In 2021, a patron alleged she was drugged by a bartender at the Abbey. After being shown security footage, the patron retracted the claim and said her drink had not been tampered with. The Abbey filed a $5 million defamation lawsuit, claiming that the patron broke contract terms by continuing to make allegations after having agreed to make a correction statement. In 2024, The 19th published a report alleging a pattern of druggings and sexual assaults at the Abbey. The 19th reported that they investigated claims from 2007 to 2023, seven of which had resulted in a lawsuit. From 2016 to 2021, the Abbey was associated with the highest number of reported rapes and sexual assaults among establishments in West Hollywood. Edward Ramirez, captain of the West Hollywood Sheriff’s Station, attributed this to the Abbey's position as the most popular nightlife destination in the area.
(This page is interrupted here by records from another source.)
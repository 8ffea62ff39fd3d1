//! Topic and article records.

use serde::{Deserialize, Deserializer, Serialize};

use crate::codeblock::CodeBlock;

/// Heading used above a parameter list when an article sets none.
pub const DEFAULT_PARAMETERS_TITLE: &str = "Параметры:";

/// A whole data file: topics in page order.
#[derive(Debug, Clone, Default, PartialEq, Eq, Serialize, Deserialize)]
#[serde(transparent)]
pub struct Document {
    pub topics: Vec<Topic>,
}

/// A top-level group of articles; one page section and one sidebar group.
#[derive(Debug, Clone, PartialEq, Eq, Serialize, Deserialize)]
pub struct Topic {
    /// Anchor and element id
    pub id: String,

    /// Display heading
    pub name: String,

    /// Articles in order
    pub sections: Vec<Article>,
}

/// A single documented item.
#[derive(Debug, Clone, PartialEq, Eq, Serialize, Deserialize)]
pub struct Article {
    /// Anchor and element id
    pub id: String,

    pub title: String,

    /// Body text
    #[serde(default, deserialize_with = "null_as_default")]
    pub explanation: String,

    /// Heading for the parameter list
    #[serde(default, skip_serializing_if = "Option::is_none")]
    pub parameters_title: Option<String>,

    #[serde(default, deserialize_with = "null_as_default")]
    pub parameters: Vec<Parameter>,

    #[serde(default, deserialize_with = "null_as_default")]
    pub code: Vec<CodeBlock>,
}

/// One documented parameter of an article.
#[derive(Debug, Clone, PartialEq, Eq, Serialize, Deserialize)]
pub struct Parameter {
    pub name: String,

    #[serde(default, skip_serializing_if = "Option::is_none")]
    pub description: Option<String>,
}

impl Document {
    pub fn new(topics: Vec<Topic>) -> Self {
        Self { topics }
    }

    /// Every article paired with its topic, in document order.
    pub fn articles(&self) -> impl Iterator<Item = (&Topic, &Article)> {
        self.topics
            .iter()
            .flat_map(|topic| topic.sections.iter().map(move |article| (topic, article)))
    }

    /// Find an article by id.
    pub fn find_article(&self, id: &str) -> Option<&Article> {
        self.articles()
            .map(|(_, article)| article)
            .find(|article| article.id == id)
    }
}

impl Article {
    /// Heading for the parameter list, or `fallback` when unset or empty.
    pub fn parameters_heading<'a>(&'a self, fallback: &'a str) -> &'a str {
        self.parameters_title
            .as_deref()
            .filter(|t| !t.is_empty())
            .unwrap_or(fallback)
    }
}

impl Parameter {
    pub fn new(name: impl Into<String>, description: Option<&str>) -> Self {
        Self {
            name: name.into(),
            description: description.map(str::to_string),
        }
    }

    /// Description, treating an empty string as absent.
    pub fn description(&self) -> Option<&str> {
        self.description.as_deref().filter(|d| !d.is_empty())
    }
}

fn null_as_default<'de, D, T>(deserializer: D) -> Result<T, D::Error>
where
    D: Deserializer<'de>,
    T: Default + Deserialize<'de>,
{
    Ok(Option::<T>::deserialize(deserializer)?.unwrap_or_default())
}
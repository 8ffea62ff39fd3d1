//! Arena-backed element tree.

use std::fmt;

use crate::events::Listener;

/// Handle to a node in a [`Dom`].
#[derive(Debug, Clone, Copy, PartialEq, Eq, Hash)]
pub struct NodeId(usize);

/// Kind of name rejected by the tree.
#[derive(Debug, Clone, Copy, PartialEq, Eq)]
pub enum NameKind {
    Tag,
    Attribute,
}

impl fmt::Display for NameKind {
    fn fmt(&self, f: &mut fmt::Formatter<'_>) -> fmt::Result {
        match self {
            Self::Tag => f.write_str("tag"),
            Self::Attribute => f.write_str("attribute"),
        }
    }
}

/// Errors raised by tree primitives.
#[derive(Debug, thiserror::Error, PartialEq, Eq)]
pub enum DomError {
    #[error("Invalid {kind} name: {name:?}")]
    InvalidName { kind: NameKind, name: String },

    #[error("Unsupported selector: {0:?}")]
    InvalidSelector(String),
}

/// An element node: tag name plus attributes in insertion order.
#[derive(Debug, Clone, PartialEq, Eq)]
pub struct Element {
    /// Lower-cased tag name
    pub tag: String,

    /// Attributes in the order they were first set
    pub attributes: Vec<(String, String)>,
}

impl Element {
    /// Look up an attribute value.
    pub fn attribute(&self, name: &str) -> Option<&str> {
        self.attributes
            .iter()
            .find(|(key, _)| key == name)
            .map(|(_, value)| value.as_str())
    }

    /// Whitespace-separated class names.
    pub fn classes(&self) -> impl Iterator<Item = &str> {
        self.attribute("class")
            .unwrap_or("")
            .split_ascii_whitespace()
    }
}

/// Payload of a node.
#[derive(Debug, Clone, PartialEq, Eq)]
pub enum NodeData {
    /// The document root
    Document,

    /// An element
    Element(Element),

    /// Text, escaped on output
    Text(String),

    /// Trusted markup, emitted verbatim
    Markup(String),
}

#[derive(Debug)]
pub(crate) struct Node {
    pub(crate) data: NodeData,
    pub(crate) parent: Option<NodeId>,
    pub(crate) children: Vec<NodeId>,
}

/// An in-memory document.
///
/// Nodes live in an arena and are addressed by [`NodeId`]. Nodes are never
/// freed; a node created without a parent stays detached until appended.
pub struct Dom {
    pub(crate) nodes: Vec<Node>,
    pub(crate) listeners: Vec<(NodeId, crate::events::EventKind, Listener)>,
}

impl Dom {
    /// Create an empty document with just a root node.
    pub fn new() -> Self {
        Self {
            nodes: vec![Node {
                data: NodeData::Document,
                parent: None,
                children: Vec::new(),
            }],
            listeners: Vec::new(),
        }
    }

    /// The document root.
    pub fn root(&self) -> NodeId {
        NodeId(0)
    }

    /// Number of nodes ever created, root included.
    pub fn len(&self) -> usize {
        self.nodes.len()
    }

    /// Whether the document holds only its root.
    pub fn is_empty(&self) -> bool {
        self.nodes.len() == 1
    }

    /// Create a detached element.
    pub fn create(&mut self, tag: &str) -> Result<NodeId, DomError> {
        validate_name(tag, NameKind::Tag)?;
        Ok(self.push(NodeData::Element(Element {
            tag: tag.to_ascii_lowercase(),
            attributes: Vec::new(),
        })))
    }

    /// Create a detached text node.
    pub fn create_text(&mut self, text: &str) -> NodeId {
        self.push(NodeData::Text(text.to_string()))
    }

    fn push(&mut self, data: NodeData) -> NodeId {
        let id = NodeId(self.nodes.len());
        self.nodes.push(Node {
            data,
            parent: None,
            children: Vec::new(),
        });
        id
    }

    /// Payload of a node.
    pub fn data(&self, node: NodeId) -> &NodeData {
        &self.nodes[node.0].data
    }

    /// Element payload, if the node is an element.
    pub fn element(&self, node: NodeId) -> Option<&Element> {
        match &self.nodes[node.0].data {
            NodeData::Element(el) => Some(el),
            _ => None,
        }
    }

    fn element_mut(&mut self, node: NodeId) -> Option<&mut Element> {
        match &mut self.nodes[node.0].data {
            NodeData::Element(el) => Some(el),
            _ => None,
        }
    }

    /// Tag name of an element node.
    pub fn tag(&self, node: NodeId) -> Option<&str> {
        self.element(node).map(|el| el.tag.as_str())
    }

    /// Parent of a node, if attached.
    pub fn parent(&self, node: NodeId) -> Option<NodeId> {
        self.nodes[node.0].parent
    }

    /// Children of a node in order.
    pub fn children(&self, node: NodeId) -> &[NodeId] {
        &self.nodes[node.0].children
    }

    /// Element children of a node in order.
    pub fn element_children(&self, node: NodeId) -> Vec<NodeId> {
        self.children(node)
            .iter()
            .copied()
            .filter(|child| self.element(*child).is_some())
            .collect()
    }

    /// Whether a node may hold children.
    pub fn can_have_children(&self, node: NodeId) -> bool {
        matches!(
            self.nodes[node.0].data,
            NodeData::Document | NodeData::Element(_)
        )
    }

    /// Append `child` as the last child of `parent`.
    ///
    /// Returns `false` without changing anything when `parent` cannot hold
    /// children or when the append would create a cycle. A child that is
    /// already attached elsewhere is moved.
    pub fn append_child(&mut self, parent: NodeId, child: NodeId) -> bool {
        if !self.can_have_children(parent) || self.is_inclusive_ancestor(child, parent) {
            return false;
        }

        self.detach(child);
        self.nodes[child.0].parent = Some(parent);
        self.nodes[parent.0].children.push(child);
        true
    }

    /// Append a text node to `parent`.
    pub fn append_text(&mut self, parent: NodeId, text: &str) -> NodeId {
        let node = self.create_text(text);
        self.append_child(parent, node);
        node
    }

    fn detach(&mut self, node: NodeId) {
        if let Some(parent) = self.nodes[node.0].parent.take() {
            self.nodes[parent.0].children.retain(|c| *c != node);
        }
    }

    fn is_inclusive_ancestor(&self, ancestor: NodeId, node: NodeId) -> bool {
        let mut current = Some(node);
        while let Some(n) = current {
            if n == ancestor {
                return true;
            }
            current = self.nodes[n.0].parent;
        }
        false
    }

    /// Whether a node is reachable from the document root.
    pub fn is_connected(&self, node: NodeId) -> bool {
        self.is_inclusive_ancestor(self.root(), node)
    }

    /// Ancestors of a node, nearest first, excluding the node itself.
    pub fn ancestors(&self, node: NodeId) -> Vec<NodeId> {
        let mut out = Vec::new();
        let mut current = self.nodes[node.0].parent;
        while let Some(n) = current {
            out.push(n);
            current = self.nodes[n.0].parent;
        }
        out
    }

    /// Next sibling that is an element.
    pub fn next_element_sibling(&self, node: NodeId) -> Option<NodeId> {
        let parent = self.parent(node)?;
        let siblings = self.children(parent);
        let pos = siblings.iter().position(|c| *c == node)?;
        siblings[pos + 1..]
            .iter()
            .copied()
            .find(|s| self.element(*s).is_some())
    }

    /// Set an attribute, replacing any previous value.
    ///
    /// Setting an attribute on a non-element node is ignored.
    pub fn set_attribute(&mut self, node: NodeId, name: &str, value: &str) -> Result<(), DomError> {
        validate_name(name, NameKind::Attribute)?;
        self.put_attribute(node, name.to_ascii_lowercase(), value);
        Ok(())
    }

    /// Set an already-valid, lowercase attribute name.
    fn put_attribute(&mut self, node: NodeId, name: String, value: &str) {
        if let Some(el) = self.element_mut(node) {
            match el.attributes.iter_mut().find(|(key, _)| *key == name) {
                Some((_, existing)) => *existing = value.to_string(),
                None => el.attributes.push((name, value.to_string())),
            }
        }
    }

    /// Read an attribute.
    pub fn get_attribute(&self, node: NodeId, name: &str) -> Option<&str> {
        self.element(node)?.attribute(&name.to_ascii_lowercase())
    }

    /// Remove an attribute if present.
    pub fn remove_attribute(&mut self, node: NodeId, name: &str) {
        let name = name.to_ascii_lowercase();
        if let Some(el) = self.element_mut(node) {
            el.attributes.retain(|(key, _)| *key != name);
        }
    }

    /// Whether the element carries the given class.
    pub fn has_class(&self, node: NodeId, class: &str) -> bool {
        self.element(node)
            .map(|el| el.classes().any(|c| c == class))
            .unwrap_or(false)
    }

    /// Whether the `hidden` attribute is present.
    pub fn is_hidden(&self, node: NodeId) -> bool {
        self.get_attribute(node, "hidden").is_some()
    }

    /// Toggle the `hidden` attribute.
    pub fn set_hidden(&mut self, node: NodeId, hidden: bool) {
        if hidden {
            self.put_attribute(node, "hidden".to_string(), "");
        } else {
            self.remove_attribute(node, "hidden");
        }
    }

    /// Whether `aria-expanded` is `"true"`.
    pub fn is_expanded(&self, node: NodeId) -> bool {
        self.get_attribute(node, "aria-expanded") == Some("true")
    }

    /// Set `aria-expanded` to `"true"` or `"false"`.
    pub fn set_expanded(&mut self, node: NodeId, expanded: bool) {
        let value = if expanded { "true" } else { "false" };
        self.put_attribute(node, "aria-expanded".to_string(), value);
    }

    /// Replace all children with a single text node.
    ///
    /// An empty string just clears the children.
    pub fn set_text_content(&mut self, node: NodeId, text: &str) {
        self.replace_children(node, NodeData::Text(text.to_string()), text.is_empty());
    }

    /// Replace all children with a single markup node.
    pub fn set_inner_markup(&mut self, node: NodeId, markup: &str) {
        self.replace_children(node, NodeData::Markup(markup.to_string()), markup.is_empty());
    }

    fn replace_children(&mut self, node: NodeId, data: NodeData, clear_only: bool) {
        if !self.can_have_children(node) {
            return;
        }

        for child in std::mem::take(&mut self.nodes[node.0].children) {
            self.nodes[child.0].parent = None;
        }

        if !clear_only {
            let child = self.push(data);
            self.append_child(node, child);
        }
    }

    /// Concatenated text of a node and its descendants.
    ///
    /// Markup nodes contribute their text with tags removed.
    pub fn text_content(&self, node: NodeId) -> String {
        let mut out = String::new();
        self.collect_text(node, &mut out);
        out
    }

    fn collect_text(&self, node: NodeId, out: &mut String) {
        match &self.nodes[node.0].data {
            NodeData::Text(text) => out.push_str(text),
            NodeData::Markup(markup) => out.push_str(&strip_tags(markup)),
            NodeData::Document | NodeData::Element(_) => {
                for child in &self.nodes[node.0].children {
                    self.collect_text(*child, out);
                }
            }
        }
    }

    /// Depth-first, pre-order list of the node and its descendants.
    pub fn descendants(&self, node: NodeId) -> Vec<NodeId> {
        let mut out = Vec::new();
        let mut stack = vec![node];
        while let Some(n) = stack.pop() {
            out.push(n);
            stack.extend(self.nodes[n.0].children.iter().rev().copied());
        }
        out
    }
}

impl Default for Dom {
    fn default() -> Self {
        Self::new()
    }
}

impl fmt::Debug for Dom {
    fn fmt(&self, f: &mut fmt::Formatter<'_>) -> fmt::Result {
        f.debug_struct("Dom")
            .field("nodes", &self.nodes.len())
            .field("listeners", &self.listeners.len())
            .finish()
    }
}

/// Reject names the HTML serializer could not round-trip.
fn validate_name(name: &str, kind: NameKind) -> Result<(), DomError> {
    let bad = name.is_empty()
        || name.chars().any(|c| {
            c.is_whitespace() || c.is_control() || matches!(c, '<' | '>' | '"' | '\'' | '/' | '=')
        });

    if bad {
        return Err(DomError::InvalidName {
            kind,
            name: name.to_string(),
        });
    }
    Ok(())
}

/// Drop everything between `<` and `>`.
fn strip_tags(markup: &str) -> String {
    let mut out = String::with_capacity(markup.len());
    let mut in_tag = false;
    for c in markup.chars() {
        match c {
            '<' => in_tag = true,
            '>' if in_tag => in_tag = false,
            _ if !in_tag => out.push(c),
            _ => {}
        }
    }
    out
}
//! Id rules and uniqueness checks.
//!
//! Topic and article ids become element ids and fragment anchors in the
//! rendered page, so they share one namespace. Rendering never rejects a
//! document; these checks are advisory.

use std::collections::HashMap;
use std::fmt;
use std::sync::OnceLock;

use regex::Regex;

use crate::model::Document;

/// Why an id breaks the naming rule.
#[derive(Debug, Clone, PartialEq, Eq, thiserror::Error)]
pub enum IdError {
    #[error("id must not be empty")]
    Empty,

    #[error("id must start with a letter")]
    FirstNotLetter,

    #[error("id must contain only letters and digits")]
    NotAlphanumeric,

    #[error("id must contain only ASCII letters and digits")]
    NotAscii,
}

/// Which kind of record an id belongs to.
#[derive(Debug, Clone, Copy, PartialEq, Eq)]
pub enum IdScope {
    Topic,
    Article,
}

impl fmt::Display for IdScope {
    fn fmt(&self, f: &mut fmt::Formatter<'_>) -> fmt::Result {
        match self {
            Self::Topic => f.write_str("topic"),
            Self::Article => f.write_str("article"),
        }
    }
}

/// A problem found in a document.
#[derive(Debug, Clone, PartialEq, Eq)]
pub enum ValidationIssue {
    InvalidId {
        scope: IdScope,
        id: String,
        error: IdError,
    },

    /// `id` is used more than once; `first` is where it appeared first
    DuplicateId {
        id: String,
        first: IdScope,
        duplicate: IdScope,
    },
}

impl fmt::Display for ValidationIssue {
    fn fmt(&self, f: &mut fmt::Formatter<'_>) -> fmt::Result {
        match self {
            Self::InvalidId { scope, id, error } => {
                write!(f, "{} id {:?}: {}", scope, id, error)
            }
            Self::DuplicateId {
                id,
                first,
                duplicate,
            } => write!(
                f,
                "duplicate id {:?}: {} id already used by a {}",
                id, duplicate, first
            ),
        }
    }
}

fn ascii_id() -> &'static Regex {
    static PATTERN: OnceLock<Regex> = OnceLock::new();
    PATTERN.get_or_init(|| Regex::new(r"^[A-Za-z][A-Za-z0-9]*$").expect("valid id pattern"))
}

/// Check an id against the naming rule.
///
/// Rules are checked in order, so a non-ASCII letter id such as `абв` reports
/// [`IdError::NotAscii`] rather than [`IdError::FirstNotLetter`].
pub fn validate_id(id: &str) -> Result<(), IdError> {
    let Some(first) = id.chars().next() else {
        return Err(IdError::Empty);
    };

    if !first.is_alphabetic() {
        return Err(IdError::FirstNotLetter);
    }
    if !id.chars().all(char::is_alphanumeric) {
        return Err(IdError::NotAlphanumeric);
    }
    if !ascii_id().is_match(id) {
        return Err(IdError::NotAscii);
    }
    Ok(())
}

/// Collect every naming and uniqueness problem in a document.
pub fn validate_document(doc: &Document) -> Vec<ValidationIssue> {
    let mut issues = Vec::new();
    let mut seen: HashMap<&str, IdScope> = HashMap::new();

    let ids = doc.topics.iter().flat_map(|topic| {
        std::iter::once((IdScope::Topic, topic.id.as_str())).chain(
            topic
                .sections
                .iter()
                .map(|article| (IdScope::Article, article.id.as_str())),
        )
    });

    for (scope, id) in ids {
        if let Err(error) = validate_id(id) {
            issues.push(ValidationIssue::InvalidId {
                scope,
                id: id.to_string(),
                error,
            });
        }

        if let Some(first) = seen.get(id) {
            issues.push(ValidationIssue::DuplicateId {
                id: id.to_string(),
                first: *first,
                duplicate: scope,
            });
        } else {
            seen.insert(id, scope);
        }
    }

    issues
}

#[cfg(test)]
mod tests {
    use super::*;
    use crate::loader::parse_document;

    #[test]
    fn accepts_ascii_alphanumeric_ids() {
        assert_eq!(validate_id("basics"), Ok(()));
        assert_eq!(validate_id("print2"), Ok(()));
        assert_eq!(validate_id("X"), Ok(()));
    }

    #[test]
    fn rejects_ids_in_rule_order() {
        assert_eq!(validate_id(""), Err(IdError::Empty));
        assert_eq!(validate_id("2fast"), Err(IdError::FirstNotLetter));
        assert_eq!(validate_id("_x"), Err(IdError::FirstNotLetter));
        assert_eq!(validate_id("a-b"), Err(IdError::NotAlphanumeric));
        assert_eq!(validate_id("with space"), Err(IdError::NotAlphanumeric));
        assert_eq!(validate_id("абв"), Err(IdError::NotAscii));
        assert_eq!(validate_id("aб"), Err(IdError::NotAscii));
    }

    #[test]
    fn reports_duplicates_across_topics_and_articles() {
        let doc = parse_document(
            r#"[
              {"id": "intro", "name": "Intro", "sections": [
                {"id": "basics", "title": "Basics"},
                {"id": "intro", "title": "Clash"}
              ]},
              {"id": "more", "name": "More", "sections": [
                {"id": "basics", "title": "Again"}
              ]}
            ]"#,
        )
        .unwrap();

        let issues = validate_document(&doc);

        assert_eq!(
            issues,
            vec![
                ValidationIssue::DuplicateId {
                    id: "intro".to_string(),
                    first: IdScope::Topic,
                    duplicate: IdScope::Article,
                },
                ValidationIssue::DuplicateId {
                    id: "basics".to_string(),
                    first: IdScope::Article,
                    duplicate: IdScope::Article,
                },
            ]
        );
    }

    #[test]
    fn reports_bad_ids() {
        let doc = parse_document(r#"[{"id": "t-1", "name": "T", "sections": []}]"#).unwrap();

        let issues = validate_document(&doc);

        assert_eq!(issues.len(), 1);
        assert_eq!(
            issues[0].to_string(),
            "topic id \"t-1\": id must contain only letters and digits"
        );
    }
}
=== Ownership and expansion ===
In 2006, Cooley sold a 75-percent stake to SBE Group for about $10 million, staying involved as president. Cooley said that while under SBE ownership, he "made all the decisions". SBE and its CEO Sam Nazarian had plans to expand the Abbey to other cities. In 2012, Cooley said that he and SBE had considered expansion options in "multiple locations in many cities". There was belief that the Abbey would open a venue in the Boystown neighborhood of Chicago, but this did not happen.

In 2015, Cooley bought his stake back, becoming sole owner. Nazarian said, "we feel that it makes sense to hand the reins of The Abbey back to its passionate founder and leader so that he can lead the Abbey’s next exciting chapter." Cooley said, "Discussions were coming up about [me] getting The Abbey back. Sam is going in to another direction and he’s selling off his restaurants and nightlife group and focusing on his hotels." Following the sale, Cooley also said that he was considering expanding The Abbey outside of California, such as to New York City, Miami, or Chicago.

In 2016, Cooley bought the gay bar Here Lounge, located adjacent to the Abbey at 694 North Robertson Boulevard. The Abbey then opened The Chapel At The Abbey, a "cocktail-focused nightclub", at the newly-acquired location. In 2019, the Abbey opened a "bar inside a bar" called Within.

In July 2023, The Abbey Food and Bar and The Chapel at The Abbey were listed for sale. Upon the listing's publication, Cooley did not offer comments to any media organizations. West Hollywood mayor Sepi Shyne said, "The city of West Hollywood has been aware for some time that David Cooley [...] is retiring and has been considering selling." She also said, "It’s the city’s hope that The Abbey will continue, under future ownership, to be a ground-breaking LGBTQ destination in the city’s Rainbow District for many years into the future." The Los Angeles Business Journal reported that The Abbey was listed for sale due to West Hollywood's new minimum wage law, which went into effect on July 1, 2023. According to the Business Journal, a source "familiar with the business" said, "[Cooley] told [Shyne] that he had never before thought of closing until now seeing their policy destroying us [...] The policy adds another million dollars to the Abbey's expenses". In November 2023, The Abbey Food & Bar announced the sale of the Abbey and the Chapel to entrepreneur Tristan Schukraft for a reported $45,000,000.